An older American dealer I knew accosted me. Booze shimmered off him as he launched straight into a story from earlier that evening. Another dealer owed him a large sum of money — in the region of $1mn, he claimed — and had been slow to pay. When he knocked on his hotel room door, the debtor appeared wearing nothing but a confused look and a Rolex; behind him, a naked woman lay on the bed. He dolefully handed over a rumpled cheque, glanced at his watch and then at the woman. He turned back to my acquaintance: “Drink downstairs in 15 minutes?”
When the dealer had finished his tale, he put his arm around me and gestured to the crowded room. “This is what it’s all about, eh?” I was thinking exactly the opposite.
There are two things to know about the art world. First, it is driven by desire. No one needs art, after all: people are largely driven to own it to possess it themselves, but also, in my experience, out of a competitive urge for someone else not to. Second, the art market differs from other businesses in that its attitude to money is rather like the Victorians’ attitude to children. You see commerce everywhere — but nobody talks about it.

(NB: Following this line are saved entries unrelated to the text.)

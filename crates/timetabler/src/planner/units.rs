//! Scheduling-unit resolution for a course.
//!
//! A unit is either a single class or a fixed group of co-taught classes
//! that occupies one slot together. Groups come from the course's
//! `grouped_classes` string, `"1,2|3,4"`: `|` separates groups, `,`
//! separates class ids within a group.

use crate::model::{Course, TrainingClass};

/// One schedulable entity: a class, or a group of classes taught together.
#[derive(Debug, Clone, PartialEq, Eq)]
pub struct SchedulingUnit {
    /// Stable label, e.g. `"12"` for a lone class or `"1,2"` for a group.
    pub label: String,
    /// Member class ids, in the order given.
    pub class_ids: Vec<i64>,
}

impl SchedulingUnit {
    fn single(class_id: i64) -> Self {
        Self {
            label: class_id.to_string(),
            class_ids: vec![class_id],
        }
    }

    fn group(class_ids: Vec<i64>) -> Self {
        let label = class_ids
            .iter()
            .map(|id| id.to_string())
            .collect::<Vec<_>>()
            .join(",");
        Self { label, class_ids }
    }

    /// The class id assignments are emitted under. For a group this is the
    /// first member, acting as the group representative on the wire.
    pub fn representative(&self) -> i64 {
        self.class_ids[0]
    }

    pub fn is_group(&self) -> bool {
        self.class_ids.len() > 1
    }
}

/// Resolves the units a course schedules over.
///
/// With `grouped_classes` set, each group becomes one unit; without it,
/// every class of the department is its own unit. The group string is
/// parsed leniently: non-numeric tokens are dropped, and a group emptied by
/// that filtering is skipped entirely.
pub fn resolve_units(course: &Course, classes: &[TrainingClass]) -> Vec<SchedulingUnit> {
    match course.grouped_classes.as_deref() {
        Some(raw) if !raw.trim().is_empty() => parse_grouped(raw)
            .into_iter()
            .map(SchedulingUnit::group)
            .collect(),
        _ => classes
            .iter()
            .map(|c| SchedulingUnit::single(c.id))
            .collect(),
    }
}

/// Parses `"1,2|3,4"` into id groups, dropping anything non-numeric.
fn parse_grouped(raw: &str) -> Vec<Vec<i64>> {
    raw.split('|')
        .map(|group| {
            group
                .split(',')
                .filter_map(|token| token.trim().parse::<i64>().ok())
                .collect::<Vec<i64>>()
        })
        .filter(|ids| !ids.is_empty())
        .collect()
}

#[cfg(test)]
mod tests {
    use super::*;

    fn class(id: i64) -> TrainingClass {
        TrainingClass {
            id,
            code: format!("C{id}"),
            name: format!("Class {id}"),
            department_id: 1,
            student_count: None,
        }
    }

    fn course_with_groups(groups: Option<&str>) -> Course {
        Course {
            id: 1,
            code: "QS101".into(),
            name: "Tactics".into(),
            total_hours: 30,
            grouped_classes: groups.map(String::from),
            max_hours_per_week: None,
            max_hours_per_day: None,
            min_days_before_exam: None,
            exam_duration: None,
            is_practical: false,
        }
    }

    #[test]
    fn test_ungrouped_course_yields_one_unit_per_class() {
        let classes = vec![class(1), class(2), class(3)];
        let units = resolve_units(&course_with_groups(None), &classes);
        assert_eq!(units.len(), 3);
        assert!(units.iter().all(|u| !u.is_group()));
        assert_eq!(units[0].representative(), 1);
    }

    #[test]
    fn test_grouped_course_partition() {
        let classes = vec![class(1), class(2), class(3), class(4), class(5)];
        let units = resolve_units(&course_with_groups(Some("1,2|3,4")), &classes);
        assert_eq!(units.len(), 2);
        assert_eq!(units[0].class_ids, vec![1, 2]);
        assert_eq!(units[1].class_ids, vec![3, 4]);
        // Class 5 is not listed, so it never appears in any unit.
        assert!(units.iter().all(|u| !u.class_ids.contains(&5)));
        assert_eq!(units[0].label, "1,2");
    }

    #[test]
    fn test_lenient_parse_drops_garbage_tokens() {
        let units = resolve_units(&course_with_groups(Some("1, x ,2|abc")), &[]);
        // Second group emptied by filtering, so it is skipped.
        assert_eq!(units.len(), 1);
        assert_eq!(units[0].class_ids, vec![1, 2]);
    }

    #[test]
    fn test_blank_group_string_falls_back_to_classes() {
        let classes = vec![class(7)];
        let units = resolve_units(&course_with_groups(Some("   ")), &classes);
        assert_eq!(units.len(), 1);
        assert_eq!(units[0].representative(), 7);
    }

    #[test]
    fn test_all_garbage_group_string_yields_no_units() {
        let units = resolve_units(&course_with_groups(Some("a|b|c")), &[]);
        assert!(units.is_empty());
    }
}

Art world parties are a way of sewing these two together: a place for gallerists, collectors and curators to peacock while tiptoeing around the elephant in the room. The effect is often seductive.
The twin peaks of nocturnal art world opulence are the Venice Biennale (every other April or May) and Art Basel Miami Beach (every December). Miami is not an art town; Miami is a party town, and each year the latter does the work of making up for the former. It’s like “spring break for plutocrats”, as one gallerist described it to me.
Venice is also a venue for great debauchery. The Biennale transforms the floating city into a frenzy of superyachts and Bellini-fuelled misbehaviour. Parties are secluded behind the walls of grand palazzos; often the only clue as to their existence is a lengthy queue to get in.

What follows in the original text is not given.